# Fine-tuning Sentence Pair Classification with BERT
### Importing necessary modules

In [1]:
import warnings
warnings.filterwarnings('ignore')

import io
import random
import numpy as np
import mxnet as mx
import gluonnlp as nlp
from bert import data, model
import time

In [2]:
np.random.seed(100)
random.seed(100)
mx.random.seed(10000)
# change `ctx` to `mx.cpu()` if no GPU is available.
ctx = mx.gpu(0)
# ctx = mx.cpu()

## Using the pre-trained BERT model

The list of pre-trained BERT models available
in GluonNLP can be found
[here](../../model_zoo/bert/index.rst).

In this
tutorial, the BERT model we will use is BERT
BASE trained on an uncased corpus of books and
the English Wikipedia dataset in the
GluonNLP model zoo.

### Get BERT

Let's first take
a look at the BERT model
architecture for sentence pair classification below:
<div style="width:
500px;">![bert-sentence-pair](bert-sentence-pair.png)</div>
where the model takes a pair of
sequences and pools the representation of the
first token in the sequence.
Note that the original BERT model was trained for a
masked language model and next-sentence prediction tasks, which includes layers
for language model decoding and
classification. These layers will not be used
for fine-tuning the sentence pair classification.

We can load the
pre-trained BERT fairly easily
using the model API in GluonNLP, which returns the vocabulary
along with the
model. We include the pooler layer of the pre-trained model by setting
`use_pooler` to `True`.

In [3]:
bert_base, vocabulary = nlp.model.get_model('bert_12_768_12',#book_corpus_wiki_en_uncased
                                             dataset_name='biobert_v1.1_pubmed_cased', #biobert_v1.1_pubmed_cased
                                             pretrained=True, ctx=ctx, use_pooler=True,
                                             use_decoder=False, use_classifier=False)
# print(bert_base)
print(vocabulary)

Vocab(size=28996, unk="[UNK]", reserved="['[CLS]', '[SEP]', '[MASK]', '[PAD]']")

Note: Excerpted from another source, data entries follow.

use crate::takeout_core::error::{Result, TakeoutError};
use crate::takeout_core::metadata::Metadata;
use crate::takeout_core::takeout_json::read_sidecar;
use std::cmp::Ordering;
use std::fmt;
use std::fs;
use std::hash::{Hash, Hasher};
use std::path::{Path, PathBuf};
use time::OffsetDateTime;

/// Photo file extensions (lowercase).
pub const PHOTO_EXTENSIONS: &[&str] = &[
    "jpg", "jpeg", "png", "gif", "heic", "heif", "webp", "bmp", "tiff", "tif",
];

/// Video file extensions (lowercase).
pub const VIDEO_EXTENSIONS: &[&str] = &["mp4", "mov", "avi", "mkv", "webm", "m4v", "3gp", "wmv"];

const BYTES_PER_MB: f64 = 1_048_576.0;

#[derive(Debug, Clone, Copy, PartialEq, Eq, Hash)]
pub enum MediaKind {
    Photo,
    Video,
    Unknown,
}

impl MediaKind {
    /// Classify a path by its extension, case-insensitively.
    pub fn from_path(path: &Path) -> MediaKind {
        let Some(ext) = path.extension().and_then(|e| e.to_str()) else {
            return MediaKind::Unknown;
        };
        let ext = ext.to_lowercase();

        if PHOTO_EXTENSIONS.contains(&ext.as_str()) {
            MediaKind::Photo
        } else if VIDEO_EXTENSIONS.contains(&ext.as_str()) {
            MediaKind::Video
        } else {
            MediaKind::Unknown
        }
    }

    pub fn as_str(&self) -> &'static str {
        match self {
            MediaKind::Photo => "photo",
            MediaKind::Video => "video",
            MediaKind::Unknown => "unknown",
        }
    }

    pub fn is_supported(&self) -> bool {
        *self != MediaKind::Unknown
    }
}

impl fmt::Display for MediaKind {
    fn fmt(&self, f: &mut fmt::Formatter<'_>) -> fmt::Result {
        write!(f, "{}", self.as_str())
    }
}

/// One exported media file, its sidecar (if found) and its metadata (once loaded).
///
/// Two entries are equal when their media paths are equal. The sidecar path and
/// the metadata record are one-time slots: set them once, combine later sources
/// with [`MediaEntry::merge_metadata`].
#[derive(Debug, Clone)]
pub struct MediaEntry {
    path: PathBuf,
    sidecar: Option<PathBuf>,
    metadata: Option<Metadata>,
}

impl MediaEntry {
    /// Wrap an existing regular file with a photo or video extension.
    pub fn new(path: impl Into<PathBuf>) -> Result<Self> {
        let path = path.into();

        if !path.exists() {
            return Err(TakeoutError::PathNotFound(path));
        }
        if !path.is_file() {
            return Err(TakeoutError::NotAFile(path));
        }
        if !MediaKind::from_path(&path).is_supported() {
            return Err(TakeoutError::UnsupportedType(path));
        }

        Ok(MediaEntry {
            path,
            sidecar: None,
            metadata: None,
        })
    }

    pub fn path(&self) -> &Path {
        &self.path
    }

    pub fn sidecar(&self) -> Option<&Path> {
        self.sidecar.as_deref()
    }

    pub fn metadata(&self) -> Option<&Metadata> {
        self.metadata.as_ref()
    }

    /// Record the sidecar for this entry. The file must exist.
    pub fn set_sidecar(&mut self, sidecar: impl Into<PathBuf>) -> Result<()> {
        let sidecar = sidecar.into();
        if self.sidecar.is_some() {
            return Err(TakeoutError::AlreadySet {
                what: "sidecar",
                path: self.path.clone(),
            });
        }
        if !sidecar.exists() {
            return Err(TakeoutError::PathNotFound(sidecar));
        }
        self.sidecar = Some(sidecar);
        Ok(())
    }

    /// Attach a metadata record. Empty records are refused.
    pub fn attach_metadata(&mut self, metadata: Metadata) -> Result<()> {
        if self.metadata.is_some() {
            return Err(TakeoutError::AlreadySet {
                what: "metadata",
                path: self.path.clone(),
            });
        }
        if metadata.is_empty() {
            return Err(TakeoutError::EmptyMetadata(self.path.clone()));
        }
        self.metadata = Some(metadata);
        Ok(())
    }

    /// Fold another source into the attached record (or attach it if none is).
    pub fn merge_metadata(&mut self, other: &Metadata, prefer_other: bool) -> Result<()> {
        match &self.metadata {
            Some(current) => {
                self.metadata = Some(current.merge(other, prefer_other));
                Ok(())
            }
            None => self.attach_metadata(other.clone()),
        }
    }

    /// Normalize the sidecar and attach the result.
    ///
    /// Returns `Ok(false)` when there is no sidecar or it holds nothing usable.
    pub fn load_sidecar_metadata(&mut self) -> Result<bool> {
        let Some(sidecar) = &self.sidecar else {
            return Ok(false);
        };
        let metadata = read_sidecar(sidecar)?;
        if metadata.is_empty() {
            log::debug!("Sidecar {} carries no metadata", sidecar.display());
            return Ok(false);
        }
        self.merge_metadata(&metadata, false)?;
        Ok(true)
    }

    pub fn filename(&self) -> String {
        self.path
            .file_name()
            .unwrap_or_default()
            .to_string_lossy()
            .to_string()
    }

    /// Lowercase extension without the leading dot.
    pub fn extension(&self) -> String {
        self.path
            .extension()
            .unwrap_or_default()
            .to_string_lossy()
            .to_lowercase()
    }

    pub fn stem(&self) -> String {
        self.path
            .file_stem()
            .unwrap_or_default()
            .to_string_lossy()
            .to_string()
    }

    pub fn kind(&self) -> MediaKind {
        MediaKind::from_path(&self.path)
    }

    pub fn is_photo(&self) -> bool {
        self.kind() == MediaKind::Photo
    }

    pub fn is_video(&self) -> bool {
        self.kind() == MediaKind::Video
    }

    pub fn file_size(&self) -> Result<u64> {
        Ok(fs::metadata(&self.path)?.len())
    }

    pub fn size_mb(&self) -> Result<f64> {
        Ok(self.file_size()? as f64 / BYTES_PER_MB)
    }

    pub fn modified_at(&self) -> Result<OffsetDateTime> {
        Ok(OffsetDateTime::from(fs::metadata(&self.path)?.modified()?))
    }

    /// Filesystem creation time. Not every platform records one.
    pub fn created_at(&self) -> Result<OffsetDateTime> {
        Ok(OffsetDateTime::from(fs::metadata(&self.path)?.created()?))
    }

    /// Whether a sidecar was recorded and is still on disk.
    pub fn has_sidecar(&self) -> bool {
        self.sidecar.as_deref().is_some_and(Path::exists)
    }

    pub fn has_metadata(&self) -> bool {
        self.metadata.as_ref().is_some_and(Metadata::is_valid)
    }

    /// Capture time from metadata when attached, otherwise the file's modification time.
    pub fn effective_timestamp(&self) -> Result<OffsetDateTime> {
        if let Some(taken_at) = self.metadata.as_ref().and_then(Metadata::taken_at) {
            return Ok(taken_at);
        }
        self.modified_at()
    }

    /// Chronological order by effective timestamp. An entry whose timestamp
    /// cannot be read orders before every other entry.
    pub fn cmp_by_date(&self, other: &MediaEntry) -> Ordering {
        self.effective_timestamp()
            .ok()
            .cmp(&other.effective_timestamp().ok())
    }

    pub fn year(&self) -> Result<i32> {
        Ok(self.effective_timestamp()?.year())
    }

    pub fn month(&self) -> Result<u8> {
        Ok(u8::from(self.effective_timestamp()?.month()))
    }

    /// Effective timestamp as `YYYY/MM`.
    pub fn year_month(&self) -> Result<String> {
        let ts = self.effective_timestamp()?;
        Ok(format!("{}/{:02}", ts.year(), u8::from(ts.month())))
    }
}

impl PartialEq for MediaEntry {
    fn eq(&self, other: &Self) -> bool {
        self.path == other.path
    }
}

impl Eq for MediaEntry {}

impl Hash for MediaEntry {
    fn hash<H: Hasher>(&self, state: &mut H) {
        self.path.hash(state);
    }
}

impl fmt::Display for MediaEntry {
    fn fmt(&self, f: &mut fmt::Formatter<'_>) -> fmt::Result {
        write!(f, "File: {} | Type: {}", self.filename(), self.kind())?;
        if let Ok(size) = self.size_mb() {
            write!(f, " | Size: {size:.2} MB")?;
        }
        if self.has_sidecar() {
            write!(f, " | Has JSON")?;
        }
        if let Some(metadata) = self.metadata.as_ref().filter(|m| m.is_valid()) {
            write!(f, " | {metadata}")?;
        }
        Ok(())
    }
}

### Transform the model for `SentencePair` classification

Now that we have loaded
the BERT model, we only need to attach an additional layer for classification.
The `BERTClassifier` class uses a BERT base model to encode sentence
representation, followed by a `nn.Dense` layer for classification.

In [4]:
bert_classifier = model.classification.BERTClassifier(bert_base, num_classes=2, dropout=0.1)
# only need to initialize the classifier layer.
bert_classifier.classifier.initialize(init=mx.init.Normal(0.02), ctx=ctx)
bert_classifier.hybridize(static_alloc=True)

# softmax cross entropy loss for classification
loss_function = mx.gluon.loss.SoftmaxCELoss()
loss_function.hybridize(static_alloc=True)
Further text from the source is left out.